I can’t imagine telling them stories about my childhood with information that would frighten and confuse them. I make decisions about what’s appropriate and filter out what I can share. I share very little. When I mention this to Mario, he says, “That’s normal, no?”

* * * *

I cover my mouth so as not to pass on the germs and infect them. That’s normal. You don’t want to infect your children. You don’t want them to feel your pain and your sadness and your anger and your depression. You don’t want to expose them to sickness. You don’t want them to feel sorry for you. You want to insulate them from your suffering. That is normal. A normal I’ve never met. Normal is not exposing children to every feeling as it occurs.

* * * *

There is a sign that hangs on the door of the bathroom. It reads Family Toilet, and underneath it has the girls’ names and Papa and Ariel allowed. We made the sign with watercolors and Magic Markers; colored it in and drew butterflies and stars.

All of us use the same bathroom and there is no guaranteed privacy. This is new to me. I am sitting on the toilet when the door opens and the little girls walk in. “Hi, Ariel,” one of them says sweetly. The other one asks, “What are you doing?”

At that instant, I’m unsure how to answer.

In one week they will turn seven years old. What is the right age to explain what menstruation is? I know they are too young to understand, but I don’t want to lie.

“This is something that happens when you grow up,” I begin slowly, trying to figure it out as I go along.

They are listening carefully, the way they do when I’m about to tell them a story.

“One day something happens to your body so that you will be able to have a baby.”

I stop myself from going on. They’ve lost interest. They are standing by the sink, where they are playing with a can of shaving cream. One of them pumps a dollop of foam into her tiny hand and turns to me, “Like when we were in Mama’s belly.”

“Exactly,” I say.

* * * *

I can’t imagine wanting these little girls to identify with sorrow. I can’t imagine hitting them. Or slapping them across the face. Or kicking them or jerking them or squeezing their arm so tight it leaves a bruise.

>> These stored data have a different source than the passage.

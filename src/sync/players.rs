use crate::domain::Season;
use crate::error::Result;
use crate::feed::StatsFeedClient;
use crate::store::PostgresStore;
use crate::sync::SyncReport;
use tracing::{info, warn};

/// Sync the player roster: fetch the current roster, then the bio profile
/// for each player, and upsert each one keyed on the external id.
///
/// A feed failure for one player is logged and skipped so a single flaky
/// profile call cannot kill a 500-player run. Database errors propagate.
pub async fn sync_players(
    feed: &StatsFeedClient,
    store: &PostgresStore,
    season: &Season,
) -> Result<SyncReport> {
    let roster = feed.fetch_roster(season).await?;
    info!("Roster returned {} players", roster.len());

    let mut report = SyncReport::default();

    for entry in &roster {
        let player = match feed.fetch_player_profile(entry).await {
            Ok(player) => player,
            Err(e) => {
                warn!(
                    nba_player_id = entry.nba_player_id,
                    "Skipping {}: profile fetch failed: {e}", entry.full_name
                );
                report.skipped += 1;
                continue;
            }
        };

        store.upsert_player(&player).await?;
        report.written += 1;
    }

    Ok(report)
}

I can’t imagine promising something I don’t deliver. I can’t imagine accusing them of trying to hurt me or hating me or being jealous. I can’t imagine condemning them for not listening to my problems—or spewing words of contempt that shred their fragile self-esteem. I can’t imagine ignoring them when they plead for my attention or to be listened to. When they ask a steady stream of questions (“Is the tooth fairy real?” or “Why can we throw peanut shells on the sand and not plastic?” or “Why do flowers smell?” or “Is ketchup healthy?”), I can’t imagine ignoring their curiosity. Because they need to be heard, and at that moment, this is more important than anything else. They are hungry for attention. I can’t imagine starving them.

* * * *

This is how it is now. These moments, filled to the brim with complicated narratives, are part of my life. And every moment I absorb how much attention they need, I experience how deprived I was. But this awareness of neglect is not a sorrowful feeling or a spasm of self-pity. It is a stunning and lucid clarity of the loss. Every moment I can’t imagine is also a moment of remorse, release, and emancipation.